Problem to solve -> Copy out all of the entries, keeping every word the same.

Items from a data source
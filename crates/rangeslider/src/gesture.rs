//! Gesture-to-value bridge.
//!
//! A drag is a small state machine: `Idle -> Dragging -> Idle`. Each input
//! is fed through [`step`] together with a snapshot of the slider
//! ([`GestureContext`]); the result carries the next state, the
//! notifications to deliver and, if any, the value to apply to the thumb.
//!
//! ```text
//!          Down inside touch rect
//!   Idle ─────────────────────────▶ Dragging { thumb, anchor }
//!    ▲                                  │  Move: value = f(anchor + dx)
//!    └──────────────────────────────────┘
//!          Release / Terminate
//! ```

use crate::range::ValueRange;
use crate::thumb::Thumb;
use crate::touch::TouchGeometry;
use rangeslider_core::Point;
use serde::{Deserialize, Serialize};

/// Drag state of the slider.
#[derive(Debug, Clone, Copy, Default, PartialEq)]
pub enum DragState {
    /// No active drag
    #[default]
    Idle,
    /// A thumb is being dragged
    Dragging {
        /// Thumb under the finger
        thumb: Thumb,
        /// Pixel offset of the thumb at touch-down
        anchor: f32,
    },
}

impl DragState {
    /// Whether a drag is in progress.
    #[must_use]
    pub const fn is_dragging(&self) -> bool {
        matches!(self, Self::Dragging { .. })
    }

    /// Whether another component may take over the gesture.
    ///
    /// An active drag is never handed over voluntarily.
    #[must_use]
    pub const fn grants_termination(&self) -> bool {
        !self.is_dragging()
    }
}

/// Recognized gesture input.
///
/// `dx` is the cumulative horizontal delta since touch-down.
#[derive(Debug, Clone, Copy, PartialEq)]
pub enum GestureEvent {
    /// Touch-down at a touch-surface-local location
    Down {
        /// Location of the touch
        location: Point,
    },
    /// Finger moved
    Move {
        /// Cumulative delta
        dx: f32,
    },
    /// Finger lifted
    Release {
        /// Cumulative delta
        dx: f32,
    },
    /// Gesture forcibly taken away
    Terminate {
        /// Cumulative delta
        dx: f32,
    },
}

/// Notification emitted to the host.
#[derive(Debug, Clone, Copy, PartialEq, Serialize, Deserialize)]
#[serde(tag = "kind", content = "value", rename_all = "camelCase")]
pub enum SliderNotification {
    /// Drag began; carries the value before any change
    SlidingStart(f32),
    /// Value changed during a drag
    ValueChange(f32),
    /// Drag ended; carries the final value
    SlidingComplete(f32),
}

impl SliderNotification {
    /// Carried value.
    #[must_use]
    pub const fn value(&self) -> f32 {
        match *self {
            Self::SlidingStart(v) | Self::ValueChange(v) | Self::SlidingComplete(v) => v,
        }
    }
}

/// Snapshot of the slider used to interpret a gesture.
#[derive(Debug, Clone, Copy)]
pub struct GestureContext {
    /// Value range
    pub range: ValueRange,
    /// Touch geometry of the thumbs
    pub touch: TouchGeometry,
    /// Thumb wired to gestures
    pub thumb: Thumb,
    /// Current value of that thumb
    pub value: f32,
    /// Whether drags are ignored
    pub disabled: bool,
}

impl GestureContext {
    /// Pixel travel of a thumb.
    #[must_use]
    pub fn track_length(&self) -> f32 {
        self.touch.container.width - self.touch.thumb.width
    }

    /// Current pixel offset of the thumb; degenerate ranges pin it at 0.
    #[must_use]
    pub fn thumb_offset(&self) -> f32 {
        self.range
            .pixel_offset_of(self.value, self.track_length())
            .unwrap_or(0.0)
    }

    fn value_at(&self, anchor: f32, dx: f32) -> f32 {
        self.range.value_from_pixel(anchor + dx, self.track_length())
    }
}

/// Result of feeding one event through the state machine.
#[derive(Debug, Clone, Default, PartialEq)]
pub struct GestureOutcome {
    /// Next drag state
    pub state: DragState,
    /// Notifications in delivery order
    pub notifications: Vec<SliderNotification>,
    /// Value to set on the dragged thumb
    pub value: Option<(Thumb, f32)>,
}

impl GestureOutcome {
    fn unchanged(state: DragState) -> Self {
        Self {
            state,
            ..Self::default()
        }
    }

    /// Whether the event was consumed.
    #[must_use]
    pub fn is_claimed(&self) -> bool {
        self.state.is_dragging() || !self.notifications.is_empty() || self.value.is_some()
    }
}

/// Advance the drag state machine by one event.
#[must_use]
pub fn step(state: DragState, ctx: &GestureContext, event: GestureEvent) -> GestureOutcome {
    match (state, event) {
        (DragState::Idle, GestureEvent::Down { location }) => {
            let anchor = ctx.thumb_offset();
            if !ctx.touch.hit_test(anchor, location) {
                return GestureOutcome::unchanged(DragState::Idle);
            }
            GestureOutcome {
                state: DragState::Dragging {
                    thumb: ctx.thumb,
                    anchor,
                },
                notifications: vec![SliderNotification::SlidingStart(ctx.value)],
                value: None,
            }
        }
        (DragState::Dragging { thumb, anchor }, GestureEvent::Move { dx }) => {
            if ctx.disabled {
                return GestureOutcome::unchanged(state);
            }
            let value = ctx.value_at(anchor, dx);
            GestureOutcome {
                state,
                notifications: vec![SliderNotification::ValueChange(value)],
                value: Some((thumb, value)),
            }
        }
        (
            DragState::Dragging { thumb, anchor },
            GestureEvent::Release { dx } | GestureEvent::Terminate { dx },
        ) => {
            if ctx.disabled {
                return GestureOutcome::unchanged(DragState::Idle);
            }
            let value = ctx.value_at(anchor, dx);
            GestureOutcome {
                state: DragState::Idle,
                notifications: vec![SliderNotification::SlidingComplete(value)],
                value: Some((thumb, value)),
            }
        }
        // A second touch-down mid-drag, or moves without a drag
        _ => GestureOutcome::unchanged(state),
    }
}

Result ->
filename crates/rangeslider/src/gesture.rs
//! Gesture-to-value bridge.
//!
//! A drag is a small state machine: `Idle -> Dragging -> Idle`. Each input
//! is fed through [`step`] together with a snapshot of the slider
//! ([`GestureContext`]); the result carries the next state, the
//! notifications to deliver and, if any, the value to apply to the thumb.
//!
//! ```text
//!          Down inside touch rect
//!   Idle ─────────────────────────▶ Dragging { thumb, anchor }
//!    ▲                                  │  Move: value = f(anchor + dx)
//!    └──────────────────────────────────┘
//!          Release / Terminate
//! ```

use crate::range::ValueRange;
use crate::thumb::Thumb;
use crate::touch::TouchGeometry;
use rangeslider_core::Point;
use serde::{Deserialize, Serialize};

/// Drag state of the slider.
#[derive(Debug, Clone, Copy, Default, PartialEq)]
pub enum DragState {
    /// No active drag
    #[default]
    Idle,
    /// A thumb is being dragged
    Dragging {
        /// Thumb under the finger
        thumb: Thumb,
        /// Pixel offset of the thumb at touch-down
        anchor: f32,
    },
}

impl DragState {
    /// Whether a drag is in progress.
    #[must_use]
    pub const fn is_dragging(&self) -> bool {
        matches!(self, Self::Dragging { .. })
    }

    /// Whether another component may take over the gesture.
    ///
    /// An active drag is never handed over voluntarily.
    #[must_use]
    pub const fn grants_termination(&self) -> bool {
        !self.is_dragging()
    }
}

/// Recognized gesture input.
///
/// `dx` is the cumulative horizontal delta since touch-down.
#[derive(Debug, Clone, Copy, PartialEq)]
pub enum GestureEvent {
    /// Touch-down at a touch-surface-local location
    Down {
        /// Location of the touch
        location: Point,
    },
    /// Finger moved
    Move {
        /// Cumulative delta
        dx: f32,
    },
    /// Finger lifted
    Release {
        /// Cumulative delta
        dx: f32,
    },
    /// Gesture forcibly taken away
    Terminate {
        /// Cumulative delta
        dx: f32,
    },
}

/// Notification emitted to the host.
#[derive(Debug, Clone, Copy, PartialEq, Serialize, Deserialize)]
#[serde(tag = "kind", content = "value", rename_all = "camelCase")]
pub enum SliderNotification {
    /// Drag began; carries the value before any change
    SlidingStart(f32),
    /// Value changed during a drag
    ValueChange(f32),
    /// Drag ended; carries the final value
    SlidingComplete(f32),
}

impl SliderNotification {
    /// Carried value.
    #[must_use]
    pub const fn value(&self) -> f32 {
        match *self {
            Self::SlidingStart(v) | Self::ValueChange(v) | Self::SlidingComplete(v) => v,
        }
    }
}

/// Snapshot of the slider used to interpret a gesture.
#[derive(Debug, Clone, Copy)]
pub struct GestureContext {
    /// Value range
    pub range: ValueRange,
    /// Touch geometry of the thumbs
    pub touch: TouchGeometry,
    /// Thumb wired to gestures
    pub thumb: Thumb,
    /// Current value of that thumb
    pub value: f32,
    /// Whether drags are ignored
    pub disabled: bool,
}

impl GestureContext {
    /// Pixel travel of a thumb.
    #[must_use]
    pub fn track_length(&self) -> f32 {
        self.touch.container.width - self.touch.thumb.width
    }

    /// Current pixel offset of the thumb; degenerate ranges pin it at 0.
    #[must_use]
    pub fn thumb_offset(&self) -> f32 {
        self.range
            .pixel_offset_of(self.value, self.track_length())
            .unwrap_or(0.0)
    }

    fn value_at(&self, anchor: f32, dx: f32) -> f32 {
        self.range.value_from_pixel(anchor + dx, self.track_length())
    }
}

/// Result of feeding one event through the state machine.
#[derive(Debug, Clone, Default, PartialEq)]
pub struct GestureOutcome {
    /// Next drag state
    pub state: DragState,
    /// Notifications in delivery order
    pub notifications: Vec<SliderNotification>,
    /// Value to set on the dragged thumb
    pub value: Option<(Thumb, f32)>,
}

impl GestureOutcome {
    fn unchanged(state: DragState) -> Self {
        Self {
            state,
            ..Self::default()
        }
    }

    /// Whether the event was consumed.
    #[must_use]
    pub fn is_claimed(&self) -> bool {
        self.state.is_dragging() || !self.notifications.is_empty() || self.value.is_some()
    }
}

/// Advance the drag state machine by one event.
#[must_use]
pub fn step(state: DragState, ctx: &GestureContext, event: GestureEvent) -> GestureOutcome {
    match (state, event) {
        (DragState::Idle, GestureEvent::Down { location }) => {
            let anchor = ctx.thumb_offset();
            if !ctx.touch.hit_test(anchor, location) {
                return GestureOutcome::unchanged(DragState::Idle);
            }
            GestureOutcome {
                state: DragState::Dragging {
                    thumb: ctx.thumb,
                    anchor,
                },
                notifications: vec![SliderNotification::SlidingStart(ctx.value)],
                value: None,
            }
        }
        (DragState::Dragging { thumb, anchor }, GestureEvent::Move { dx }) => {
            if ctx.disabled {
                return GestureOutcome::unchanged(state);
            }
            let value = ctx.value_at(anchor, dx);
            GestureOutcome {
                state,
                notifications: vec![SliderNotification::ValueChange(value)],
                value: Some((thumb, value)),
            }
        }
        (
            DragState::Dragging { thumb, anchor },
            GestureEvent::Release { dx } | GestureEvent::Terminate { dx },
        ) => {
            if ctx.disabled {
                return GestureOutcome::unchanged(DragState::Idle);
            }
            let value = ctx.value_at(anchor, dx);
            GestureOutcome {
                state: DragState::Idle,
                notifications: vec![SliderNotification::SlidingComplete(value)],
                value: Some((thumb, value)),
            }
        }
        // A second touch-down mid-drag, or moves without a drag
        _ => GestureOutcome::unchanged(state),
    }
}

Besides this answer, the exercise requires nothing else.